Material to process:
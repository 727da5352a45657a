//! Command-line interface for ranking Japanese ski resorts by expected powder.
#![forbid(unsafe_code)]

use std::io::Write;

use clap::{Parser, Subcommand};
use japow_core::RegionFilter;
use serde::Serialize;

mod error;
mod fs;
mod rank;
mod resorts;

pub use error::CliError;

use rank::RankArgs;
use resorts::ResortsArgs;

const ARG_RANK_FORECASTS: &str = "forecasts";
const ARG_SNOW_WEIGHT: &str = "snow-weight";
const ARG_TEMPERATURE_WEIGHT: &str = "temperature-weight";
const ARG_WIND_WEIGHT: &str = "wind-weight";
const ARG_BLUEBIRD_WEIGHT: &str = "bluebird-weight";
const ARG_REGION: &str = "region";
const ENV_RANK_FORECASTS: &str = "JAPOW_CMDS_RANK_FORECASTS";

/// Run the Japow CLI with the current process arguments and environment.
///
/// # Errors
/// Returns [`CliError`] when arguments or configuration are invalid, when an
/// input cannot be read or parsed, or when writing to stdout fails.
pub fn run() -> Result<(), CliError> {
    let cli = Cli::try_parse().map_err(CliError::ArgumentParsing)?;
    let mut stdout = std::io::stdout().lock();
    dispatch(cli.command, &mut stdout)
}

fn dispatch(command: Command, writer: &mut dyn Write) -> Result<(), CliError> {
    match command {
        Command::Rank(args) => rank::run_rank_with(args, writer),
        Command::Resorts(args) => resorts::run_resorts_with(args, writer),
    }
}

#[derive(Debug, Parser)]
#[command(
    name = "japow",
    about = "Rank Japanese ski resorts by expected powder",
    version
)]
struct Cli {
    #[command(subcommand)]
    command: Command,
}

#[derive(Debug, Subcommand)]
enum Command {
    /// Score and rank resort forecasts.
    Rank(RankArgs),
    /// List the built-in resort catalogue.
    Resorts(ResortsArgs),
}

fn parse_region(raw: Option<&str>) -> Result<RegionFilter, CliError> {
    raw.map_or(Ok(RegionFilter::All), |value| {
        value.parse().map_err(|reason| CliError::InvalidRegion {
            field: ARG_REGION,
            reason,
        })
    })
}

fn write_json<T>(writer: &mut dyn Write, value: &T) -> Result<(), CliError>
where
    T: Serialize + ?Sized,
{
    let payload = serde_json::to_string_pretty(value).map_err(CliError::SerialiseOutput)?;
    writer
        .write_all(payload.as_bytes())
        .map_err(CliError::WriteOutput)?;
    writer.write_all(b"\n").map_err(CliError::WriteOutput)?;
    Ok(())
}

#[cfg(test)]
mod tests;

What you are asked to do:
Print again the lines of the entries above that fall between the line holding "pub fn run()" and the line holding "fn dispatch(command: Command, writer: &mut", inclusive, exactly as they stand.

Task solution:
pub fn run() -> Result<(), CliError> {
    let cli = Cli::try_parse().map_err(CliError::ArgumentParsing)?;
    let mut stdout = std::io::stdout().lock();
    dispatch(cli.command, &mut stdout)
}

fn dispatch(command: Command, writer: &mut dyn Write) -> Result<(), CliError> {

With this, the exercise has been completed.